◆高谷 克三郎
旧姓は栗田克三郎。父は栗田文吾といい、代々垂井宿の本陣の当主であった。長男として出生。いつから京都に移ったか不明だが、幼い頃、同志社で英語を学んだという。のち、外国人主導の東海道鉄道敷設工事、京都疎水工事に従事しており、その間に英語の原書から写真術の新しい技術等を独学で研究習得した。京都川端通りに英語塾を開いていたこともあるという。
明治20年、長州藩医・高谷健齋の長女「高谷由機」の婿となり、高谷克三郎と名を改めた。高谷由起という写真台紙が残っており、これは高谷由機と同一人物と思われる。

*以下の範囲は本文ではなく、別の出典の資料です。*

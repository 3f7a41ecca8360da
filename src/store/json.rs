//! JSON file-backed store implementation
//!
//! A store directory holds two documents: `families.json` and
//! `students.json`. Fetches deserialize the files; persistence does a
//! read-modify-write of the family list. Concurrent writers are
//! last-write-wins, which is acceptable for the single-operator CLI this
//! store backs.

use super::{ChildAddition, FamilyStore, apply_additions};
use crate::error::{AssignmentError, Result};
use crate::models::{Family, Student};
use log::info;
use rustc_hash::FxHashSet;
use std::path::{Path, PathBuf};

/// File name of the family documents
pub const FAMILIES_FILE: &str = "families.json";

/// File name of the student documents
pub const STUDENTS_FILE: &str = "students.json";

/// A store backed by JSON files in one directory
#[derive(Debug, Clone)]
pub struct JsonFileStore {
    dir: PathBuf,
}

impl JsonFileStore {
    /// Open a store directory, verifying both documents exist
    pub fn open(dir: impl Into<PathBuf>) -> Result<Self> {
        let dir = dir.into();
        for file in [FAMILIES_FILE, STUDENTS_FILE] {
            let path = dir.join(file);
            if !path.is_file() {
                return Err(AssignmentError::Store(format!(
                    "store file not found: {}",
                    path.display()
                )));
            }
        }
        Ok(Self { dir })
    }

    /// Create a store directory, writing both documents
    pub async fn create(
        dir: impl Into<PathBuf>,
        families: &[Family],
        students: &[Student],
    ) -> Result<Self> {
        let dir = dir.into();
        tokio::fs::create_dir_all(&dir).await?;
        let store = Self { dir };
        store.write_json(FAMILIES_FILE, families).await?;
        store.write_json(STUDENTS_FILE, students).await?;
        Ok(store)
    }

    /// Directory the store reads and writes
    #[must_use]
    pub fn dir(&self) -> &Path {
        &self.dir
    }

    async fn read_json<T: serde::de::DeserializeOwned>(&self, file: &str) -> Result<T> {
        let content = tokio::fs::read_to_string(self.dir.join(file)).await?;
        Ok(serde_json::from_str(&content)?)
    }

    async fn write_json<T: serde::Serialize + ?Sized>(&self, file: &str, value: &T) -> Result<()> {
        let content = serde_json::to_string_pretty(value)?;
        tokio::fs::write(self.dir.join(file), content).await?;
        Ok(())
    }
}

impl FamilyStore for JsonFileStore {
    async fn fetch_families(&self, _batch: &str) -> Result<Vec<Family>> {
        let families: Vec<Family> = self.read_json(FAMILIES_FILE).await?;
        info!("Fetched {} families from {}", families.len(), self.dir.display());
        Ok(families)
    }

    async fn fetch_students(&self, _batch: &str) -> Result<Vec<Student>> {
        let students: Vec<Student> = self.read_json(STUDENTS_FILE).await?;
        info!("Fetched {} students from {}", students.len(), self.dir.display());
        Ok(students)
    }

    async fn persist_family_children(
        &self,
        family_id: &str,
        additions: &[ChildAddition],
    ) -> Result<()> {
        let mut families: Vec<Family> = self.read_json(FAMILIES_FILE).await?;
        let existing_ids: FxHashSet<String> = families
            .iter()
            .flat_map(Family::child_ids)
            .map(str::to_string)
            .collect();
        let family = families
            .iter_mut()
            .find(|f| f.id == family_id)
            .ok_or_else(|| AssignmentError::Store(format!("unknown family {family_id}")))?;
        apply_additions(family, additions, &existing_ids)?;
        self.write_json(FAMILIES_FILE, &families).await
    }
}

明治20年頃、京都寺町通松原に開業。のち、長男・高谷健三が継いだ。また長女・高谷静尾は二条河原町の分館を経営し、主に女性の撮影を行っている。
◆垂井宿
中山道57番目の宿場。美濃国不破郡垂井村(現・岐阜県不破郡垂井町)に存在した。 西町・中町・東町の3町に分かれ、本陣は中町にあった。問屋場は3か所あった。毎月5と9の日に南宮神社鳥居付近で開かれた六斎市は大勢の人で賑わった。大垣・墨俣などを経由して東海道宮宿とを結ぶ脇往還美濃路との追分で、西美濃の交通の要衝であった。酒造業も営んでいた栗田家が本陣を務めた。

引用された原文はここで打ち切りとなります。